PROMPT: Give the number of lines containing "AlreadyRefunded" in this listing, with no other words.

[EXTRACTED ENTRIES — start]

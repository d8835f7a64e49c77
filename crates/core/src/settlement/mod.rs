//! Host-to-platform debt settlements.
//!
//! A PLATFORM_TIP_DEBT pair records that the host holds a tip belonging to
//! the platform. Its settlement tracks whether that amount has been
//! invoiced and paid.

pub mod tracker;
pub mod types;

pub use tracker::SettlementTracker;
pub use types::{Settlement, SettlementStatus, SettlementTransition};
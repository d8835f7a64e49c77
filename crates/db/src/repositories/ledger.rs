//! Ledger repository: transaction legs and settlements on PostgreSQL.
//!
//! A `LedgerCommit` runs inside one database transaction. Settlement
//! transitions are conditional updates on the expected status, and the
//! partial unique index on `refund_transaction_id` backs the refund guard
//! against concurrent refunds of the same leg.

use async_trait::async_trait;
use chrono::{DateTime, Utc};
use fiscalhost_core::ledger::{LedgerCommit, LedgerError, LedgerStore, Linkage, Transaction, TransactionKind};
use fiscalhost_core::settlement::{Settlement, SettlementStatus, SettlementTransition};
use fiscalhost_shared::types::{
    AccountId, PageRequest, PageResponse, SettlementId, TransactionGroupId, TransactionId,
};
use sea_orm::sea_query::{Expr, OnConflict};
use sea_orm::{
    ColumnTrait, Condition, DatabaseConnection, DatabaseTransaction, DbErr, EntityTrait, PaginatorTrait,
    QueryFilter, QueryOrder, QuerySelect, SqlErr, TransactionTrait,
};
use tracing::{debug, warn};
use uuid::Uuid;

use super::error::RepositoryError;
use super::mapping::{
    parse, settlement_active_model, settlement_from_model, transaction_active_model,
    transaction_from_model,
};
use crate::entities::{transaction_settlements, transactions};

const REFUND_INDEX: &str = "uq_transactions_refund_transaction_id";
const SETTLEMENT_INDEX: &str = "uq_settlements_group_kind";

fn store_error(err: DbErr) -> LedgerError {
    RepositoryError::from(err).into()
}

/// Ledger repository implementing `LedgerStore`.
#[derive(Debug, Clone)]
pub struct LedgerRepository {
    db: DatabaseConnection,
}

impl LedgerRepository {
    /// Creates a new ledger repository.
    #[must_use]
    pub const fn new(db: DatabaseConnection) -> Self {
        Self { db }
    }

    async fn check_refund_guard(
        txn: &DatabaseTransaction,
        guard: &[TransactionId],
    ) -> Result<(), LedgerError> {
        if guard.is_empty() {
            return Ok(());
        }

        let ids: Vec<Uuid> = guard.iter().map(|id| id.into_inner()).collect();
        let existing = transactions::Entity::find()
            .filter(transactions::Column::RefundTransactionId.is_in(ids))
            .one(txn)
            .await
            .map_err(store_error)?;

        match existing.and_then(|leg| leg.refund_transaction_id) {
            Some(original) => Err(LedgerError::AlreadyRefunded(TransactionId::from_uuid(original))),
            None => Ok(()),
        }
    }

    async fn apply_transition(
        txn: &DatabaseTransaction,
        transition: &SettlementTransition,
        now: DateTime<Utc>,
    ) -> Result<(), LedgerError> {
        let id = transition.settlement_id.into_inner();

        let mut update = transaction_settlements::Entity::update_many()
            .col_expr(
                transaction_settlements::Column::Status,
                Expr::value(transition.to.as_str()),
            )
            .col_expr(transaction_settlements::Column::UpdatedAt, Expr::value(now))
            .filter(transaction_settlements::Column::Id.eq(id))
            .filter(transaction_settlements::Column::Status.eq(transition.from.as_str()));
        if let Some(expense) = transition.expense_id {
            update = update.col_expr(
                transaction_settlements::Column::ExpenseId,
                Expr::value(expense.into_inner()),
            );
        }

        let result = update.exec(txn).await.map_err(store_error)?;
        if result.rows_affected > 0 {
            return Ok(());
        }

        // Nothing matched: either the row is gone or its status moved on
        let current = transaction_settlements::Entity::find_by_id(id)
            .one(txn)
            .await
            .map_err(store_error)?
            .ok_or_else(|| {
                LedgerError::Store(format!("Settlement {} not found", transition.settlement_id))
            })?;
        let actual: SettlementStatus =
            parse("transaction_settlements", "status", &current.status)?;
        Err(LedgerError::SettlementConflict {
            expected: transition.from,
            actual,
        })
    }

    fn insert_error(err: DbErr, commit: &LedgerCommit) -> LedgerError {
        if let Some(SqlErr::UniqueConstraintViolation(detail)) = err.sql_err() {
            if detail.contains(REFUND_INDEX) {
                if let Some(original) = commit
                    .transactions
                    .iter()
                    .find_map(|leg| leg.refund_transaction_id)
                {
                    warn!(
                        refunded = %original,
                        "Concurrent refund lost the race on the refund index"
                    );
                    return LedgerError::AlreadyRefunded(original);
                }
            }
            if detail.contains(SETTLEMENT_INDEX) {
                return LedgerError::Store(format!("Duplicate settlement: {detail}"));
            }
        }
        store_error(err)
    }

    async fn find_legs(
        &self,
        filter: Condition,
    ) -> Result<Vec<Transaction>, LedgerError> {
        let rows = transactions::Entity::find()
            .filter(filter)
            .order_by_asc(transactions::Column::CreatedAt)
            .order_by_asc(transactions::Column::Id)
            .all(&self.db)
            .await
            .map_err(store_error)?;

        rows.into_iter()
            .map(|row| transaction_from_model(row).map_err(LedgerError::from))
            .collect()
    }
}

#[async_trait]
impl LedgerStore for LedgerRepository {
    async fn commit(&self, commit: LedgerCommit) -> Result<(), LedgerError> {
        let txn = self.db.begin().await.map_err(store_error)?;

        Self::check_refund_guard(&txn, &commit.refund_guard).await?;

        let now = Utc::now();
        for transition in &commit.settlement_transitions {
            Self::apply_transition(&txn, transition, now).await?;
        }

        if !commit.new_settlements.is_empty() {
            let rows: Vec<_> = commit.new_settlements.iter().map(settlement_active_model).collect();
            transaction_settlements::Entity::insert_many(rows)
                .exec_without_returning(&txn)
                .await
                .map_err(|err| Self::insert_error(err, &commit))?;
        }

        if !commit.transactions.is_empty() {
            let rows: Vec<_> = commit.transactions.iter().map(transaction_active_model).collect();
            transactions::Entity::insert_many(rows)
                .exec_without_returning(&txn)
                .await
                .map_err(|err| Self::insert_error(err, &commit))?;
        }

        // Deferred pair-balance checks run here
        txn.commit().await.map_err(store_error)?;

        debug!(
            legs = commit.transactions.len(),
            settlements = commit.new_settlements.len(),
            transitions = commit.settlement_transitions.len(),
            "Ledger commit applied"
        );
        Ok(())
    }

    async fn find_transaction(&self, id: TransactionId) -> Result<Option<Transaction>, LedgerError> {
        let row = transactions::Entity::find_by_id(id.into_inner())
            .one(&self.db)
            .await
            .map_err(store_error)?;
        Ok(row.map(transaction_from_model).transpose()?)
    }

    async fn find_by_group(&self, group: TransactionGroupId) -> Result<Vec<Transaction>, LedgerError> {
        self.find_legs(
            Condition::all()
                .add(transactions::Column::TransactionGroup.eq(group.into_inner())),
        )
        .await
    }

    async fn find_by_linkage(&self, linkage: Linkage) -> Result<Vec<Transaction>, LedgerError> {
        let condition = match linkage {
            Linkage::Order(order) => transactions::Column::OrderId.eq(order.into_inner()),
            Linkage::Expense(expense) => transactions::Column::ExpenseId.eq(expense.into_inner()),
        };
        self.find_legs(Condition::all().add(condition)).await
    }

    async fn find_by_account(
        &self,
        account: AccountId,
        page: PageRequest,
    ) -> Result<PageResponse<Transaction>, LedgerError> {
        let query = transactions::Entity::find()
            .filter(transactions::Column::ToAccountId.eq(account.into_inner()));

        let total = query.clone().count(&self.db).await.map_err(store_error)?;
        let rows = query
            .order_by_desc(transactions::Column::CreatedAt)
            .order_by_desc(transactions::Column::Id)
            .offset(page.offset())
            .limit(page.limit())
            .all(&self.db)
            .await
            .map_err(store_error)?;

        let data = rows
            .into_iter()
            .map(transaction_from_model)
            .collect::<Result<Vec<_>, _>>()?;
        Ok(PageResponse::new(data, page, total))
    }

    async fn find_refunds_of(&self, ids: &[TransactionId]) -> Result<Vec<Transaction>, LedgerError> {
        if ids.is_empty() {
            return Ok(Vec::new());
        }
        let ids: Vec<Uuid> = ids.iter().map(|id| id.into_inner()).collect();
        self.find_legs(
            Condition::all().add(transactions::Column::RefundTransactionId.is_in(ids)),
        )
        .await
    }

    async fn sum_for_account(&self, account: AccountId) -> Result<i64, LedgerError> {
        // SUM(BIGINT) is NUMERIC in PostgreSQL; cast back so it decodes as i64
        let total = transactions::Entity::find()
            .select_only()
            .column_as(
                Expr::cust("COALESCE(SUM(amount_in_host_currency), 0)::BIGINT"),
                "total",
            )
            .filter(transactions::Column::ToAccountId.eq(account.into_inner()))
            .into_tuple::<i64>()
            .one(&self.db)
            .await
            .map_err(store_error)?;
        Ok(total.unwrap_or(0))
    }

    async fn find_settlement(
        &self,
        group: TransactionGroupId,
        kind: TransactionKind,
    ) -> Result<Option<Settlement>, LedgerError> {
        let row = transaction_settlements::Entity::find()
            .filter(transaction_settlements::Column::TransactionGroup.eq(group.into_inner()))
            .filter(transaction_settlements::Column::Kind.eq(kind.as_str()))
            .one(&self.db)
            .await
            .map_err(store_error)?;
        Ok(row.map(settlement_from_model).transpose()?)
    }

    async fn find_settlement_by_id(&self, id: SettlementId) -> Result<Option<Settlement>, LedgerError> {
        let row = transaction_settlements::Entity::find_by_id(id.into_inner())
            .one(&self.db)
            .await
            .map_err(store_error)?;
        Ok(row.map(settlement_from_model).transpose()?)
    }

    async fn insert_settlement(&self, settlement: Settlement) -> Result<Settlement, LedgerError> {
        transaction_settlements::Entity::insert(settlement_active_model(&settlement))
            .on_conflict(
                OnConflict::columns([
                    transaction_settlements::Column::TransactionGroup,
                    transaction_settlements::Column::Kind,
                ])
                .do_nothing()
                .to_owned(),
            )
            .exec_without_returning(&self.db)
            .await
            .map_err(store_error)?;

        self.find_settlement(settlement.transaction_group, settlement.kind)
            .await?
            .ok_or_else(|| {
                LedgerError::Store(format!(
                    "Settlement for group {} vanished after insert",
                    settlement.transaction_group
                ))
            })
    }

    async fn list_settlements(
        &self,
        host: AccountId,
        status: SettlementStatus,
    ) -> Result<Vec<Settlement>, LedgerError> {
        let rows = transaction_settlements::Entity::find()
            .filter(transaction_settlements::Column::HostAccountId.eq(host.into_inner()))
            .filter(transaction_settlements::Column::Status.eq(status.as_str()))
            .order_by_asc(transaction_settlements::Column::CreatedAt)
            .all(&self.db)
            .await
            .map_err(store_error)?;

        rows.into_iter()
            .map(|row| settlement_from_model(row).map_err(LedgerError::from))
            .collect()
    }
}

[EXTRACTED ENTRIES — finish]

RESPONSE: 2